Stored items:
------------------------
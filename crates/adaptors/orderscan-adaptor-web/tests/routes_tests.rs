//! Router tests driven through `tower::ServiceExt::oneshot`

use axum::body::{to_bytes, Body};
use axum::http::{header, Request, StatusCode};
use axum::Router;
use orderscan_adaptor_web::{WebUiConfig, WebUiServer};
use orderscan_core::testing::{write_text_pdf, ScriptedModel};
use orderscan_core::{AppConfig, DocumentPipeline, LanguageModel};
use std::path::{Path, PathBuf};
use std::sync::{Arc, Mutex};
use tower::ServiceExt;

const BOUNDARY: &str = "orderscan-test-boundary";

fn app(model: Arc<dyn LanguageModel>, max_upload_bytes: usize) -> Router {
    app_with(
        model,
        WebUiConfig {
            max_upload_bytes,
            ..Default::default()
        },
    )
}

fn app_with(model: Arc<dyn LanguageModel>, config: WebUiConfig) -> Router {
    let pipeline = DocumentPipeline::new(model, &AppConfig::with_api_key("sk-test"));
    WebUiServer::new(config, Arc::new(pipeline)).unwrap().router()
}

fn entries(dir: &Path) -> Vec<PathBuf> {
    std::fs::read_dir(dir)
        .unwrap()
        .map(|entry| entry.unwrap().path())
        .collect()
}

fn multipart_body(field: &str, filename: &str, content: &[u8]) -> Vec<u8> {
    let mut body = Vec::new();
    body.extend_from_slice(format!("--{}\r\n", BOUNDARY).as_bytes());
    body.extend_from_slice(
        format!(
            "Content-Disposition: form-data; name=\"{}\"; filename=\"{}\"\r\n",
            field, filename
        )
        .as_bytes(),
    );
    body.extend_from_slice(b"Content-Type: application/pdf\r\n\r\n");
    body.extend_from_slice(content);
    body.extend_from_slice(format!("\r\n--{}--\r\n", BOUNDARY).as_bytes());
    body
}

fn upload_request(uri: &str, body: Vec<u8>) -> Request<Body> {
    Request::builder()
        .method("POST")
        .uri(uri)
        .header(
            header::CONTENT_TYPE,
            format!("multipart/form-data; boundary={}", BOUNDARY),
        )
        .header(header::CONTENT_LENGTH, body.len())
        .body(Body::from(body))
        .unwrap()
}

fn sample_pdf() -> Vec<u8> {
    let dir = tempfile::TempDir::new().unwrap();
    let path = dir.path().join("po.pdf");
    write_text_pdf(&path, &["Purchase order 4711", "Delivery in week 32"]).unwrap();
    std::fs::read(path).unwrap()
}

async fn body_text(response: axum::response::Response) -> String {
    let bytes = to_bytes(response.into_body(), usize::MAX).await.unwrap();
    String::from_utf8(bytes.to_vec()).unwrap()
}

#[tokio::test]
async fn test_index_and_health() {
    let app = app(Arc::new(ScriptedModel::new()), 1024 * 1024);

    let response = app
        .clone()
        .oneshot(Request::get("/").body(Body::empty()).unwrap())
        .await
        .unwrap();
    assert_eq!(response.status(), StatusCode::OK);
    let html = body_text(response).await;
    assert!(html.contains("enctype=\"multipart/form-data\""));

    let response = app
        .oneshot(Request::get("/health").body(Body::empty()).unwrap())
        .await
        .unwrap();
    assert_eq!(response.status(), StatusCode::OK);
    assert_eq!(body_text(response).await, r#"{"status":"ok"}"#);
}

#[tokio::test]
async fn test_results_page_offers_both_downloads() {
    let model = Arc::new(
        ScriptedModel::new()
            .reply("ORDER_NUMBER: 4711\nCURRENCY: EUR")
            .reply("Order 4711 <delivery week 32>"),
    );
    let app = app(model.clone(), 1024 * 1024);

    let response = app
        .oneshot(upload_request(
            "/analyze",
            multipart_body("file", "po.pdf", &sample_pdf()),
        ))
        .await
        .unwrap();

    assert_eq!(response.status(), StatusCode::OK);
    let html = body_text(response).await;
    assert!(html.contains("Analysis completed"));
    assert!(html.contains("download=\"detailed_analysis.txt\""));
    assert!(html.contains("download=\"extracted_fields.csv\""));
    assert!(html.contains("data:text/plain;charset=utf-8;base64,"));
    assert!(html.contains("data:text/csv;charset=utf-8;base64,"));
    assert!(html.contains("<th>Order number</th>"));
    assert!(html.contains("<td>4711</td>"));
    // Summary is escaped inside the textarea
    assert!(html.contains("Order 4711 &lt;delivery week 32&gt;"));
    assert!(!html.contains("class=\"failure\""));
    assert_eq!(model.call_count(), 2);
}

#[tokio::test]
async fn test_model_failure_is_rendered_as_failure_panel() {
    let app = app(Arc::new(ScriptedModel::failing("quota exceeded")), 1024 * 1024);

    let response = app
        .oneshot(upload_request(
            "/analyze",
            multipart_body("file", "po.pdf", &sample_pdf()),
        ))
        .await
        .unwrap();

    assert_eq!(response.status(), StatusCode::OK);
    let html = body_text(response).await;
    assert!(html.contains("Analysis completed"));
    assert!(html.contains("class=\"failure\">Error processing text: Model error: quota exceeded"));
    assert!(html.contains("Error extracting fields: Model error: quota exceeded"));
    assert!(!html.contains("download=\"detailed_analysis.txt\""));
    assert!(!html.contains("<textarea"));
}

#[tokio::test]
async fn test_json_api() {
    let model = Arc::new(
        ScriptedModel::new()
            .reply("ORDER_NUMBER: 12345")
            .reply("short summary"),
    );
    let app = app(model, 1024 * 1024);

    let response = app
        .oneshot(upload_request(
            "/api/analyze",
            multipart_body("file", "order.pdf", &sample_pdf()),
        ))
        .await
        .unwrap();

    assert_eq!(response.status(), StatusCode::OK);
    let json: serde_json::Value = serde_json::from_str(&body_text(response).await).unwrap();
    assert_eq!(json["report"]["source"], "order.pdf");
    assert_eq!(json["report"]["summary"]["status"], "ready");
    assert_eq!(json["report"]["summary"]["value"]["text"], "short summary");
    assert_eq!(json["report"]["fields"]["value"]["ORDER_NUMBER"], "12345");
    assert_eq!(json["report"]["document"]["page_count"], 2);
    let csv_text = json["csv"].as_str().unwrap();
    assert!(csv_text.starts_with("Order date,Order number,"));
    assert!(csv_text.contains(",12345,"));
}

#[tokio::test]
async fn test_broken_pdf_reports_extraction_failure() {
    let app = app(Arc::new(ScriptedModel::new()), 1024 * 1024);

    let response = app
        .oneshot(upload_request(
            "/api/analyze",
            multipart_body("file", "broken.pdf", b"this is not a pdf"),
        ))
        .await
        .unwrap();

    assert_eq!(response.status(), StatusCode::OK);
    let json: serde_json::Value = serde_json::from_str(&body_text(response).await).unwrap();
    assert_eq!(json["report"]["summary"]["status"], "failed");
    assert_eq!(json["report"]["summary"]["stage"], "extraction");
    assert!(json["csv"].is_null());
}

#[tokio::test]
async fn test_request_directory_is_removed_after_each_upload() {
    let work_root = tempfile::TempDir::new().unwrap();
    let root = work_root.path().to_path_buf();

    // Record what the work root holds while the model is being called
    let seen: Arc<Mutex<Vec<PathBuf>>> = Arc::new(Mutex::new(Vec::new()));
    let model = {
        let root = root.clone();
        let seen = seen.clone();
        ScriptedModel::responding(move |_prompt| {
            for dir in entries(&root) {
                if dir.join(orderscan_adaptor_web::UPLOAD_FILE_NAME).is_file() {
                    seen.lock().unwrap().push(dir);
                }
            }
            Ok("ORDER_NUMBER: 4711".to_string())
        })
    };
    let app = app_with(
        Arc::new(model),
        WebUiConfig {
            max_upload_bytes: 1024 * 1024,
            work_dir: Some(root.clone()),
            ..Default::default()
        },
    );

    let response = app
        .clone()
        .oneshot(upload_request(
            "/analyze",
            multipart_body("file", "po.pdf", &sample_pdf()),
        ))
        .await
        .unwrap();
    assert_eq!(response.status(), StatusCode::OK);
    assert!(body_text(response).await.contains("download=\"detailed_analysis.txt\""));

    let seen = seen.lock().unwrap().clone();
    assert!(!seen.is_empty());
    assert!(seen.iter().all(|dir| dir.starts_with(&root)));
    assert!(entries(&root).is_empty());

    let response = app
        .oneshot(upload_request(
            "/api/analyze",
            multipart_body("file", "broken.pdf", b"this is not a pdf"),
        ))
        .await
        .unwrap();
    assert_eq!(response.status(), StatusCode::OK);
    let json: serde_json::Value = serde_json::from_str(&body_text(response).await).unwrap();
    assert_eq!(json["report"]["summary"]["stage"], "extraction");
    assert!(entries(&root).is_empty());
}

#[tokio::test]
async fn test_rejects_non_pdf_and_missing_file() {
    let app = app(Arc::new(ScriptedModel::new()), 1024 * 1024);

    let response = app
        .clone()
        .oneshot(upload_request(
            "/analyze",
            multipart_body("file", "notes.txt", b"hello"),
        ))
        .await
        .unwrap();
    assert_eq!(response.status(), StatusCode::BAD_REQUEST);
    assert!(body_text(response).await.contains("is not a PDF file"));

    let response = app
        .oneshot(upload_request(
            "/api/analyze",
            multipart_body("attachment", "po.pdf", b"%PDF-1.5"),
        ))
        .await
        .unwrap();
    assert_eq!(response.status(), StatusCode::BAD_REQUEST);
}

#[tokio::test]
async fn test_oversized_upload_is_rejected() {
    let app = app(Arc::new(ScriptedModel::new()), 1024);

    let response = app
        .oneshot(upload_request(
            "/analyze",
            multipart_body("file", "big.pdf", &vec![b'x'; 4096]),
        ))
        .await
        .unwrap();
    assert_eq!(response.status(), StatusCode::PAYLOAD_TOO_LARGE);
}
------------------------
Task statement: Where a line in the entries holds the word "tests", copy that line.

Exercise result:
filename crates/adaptors/orderscan-adaptor-web/tests/routes_tests.rs
//! Router tests driven through `tower::ServiceExt::oneshot`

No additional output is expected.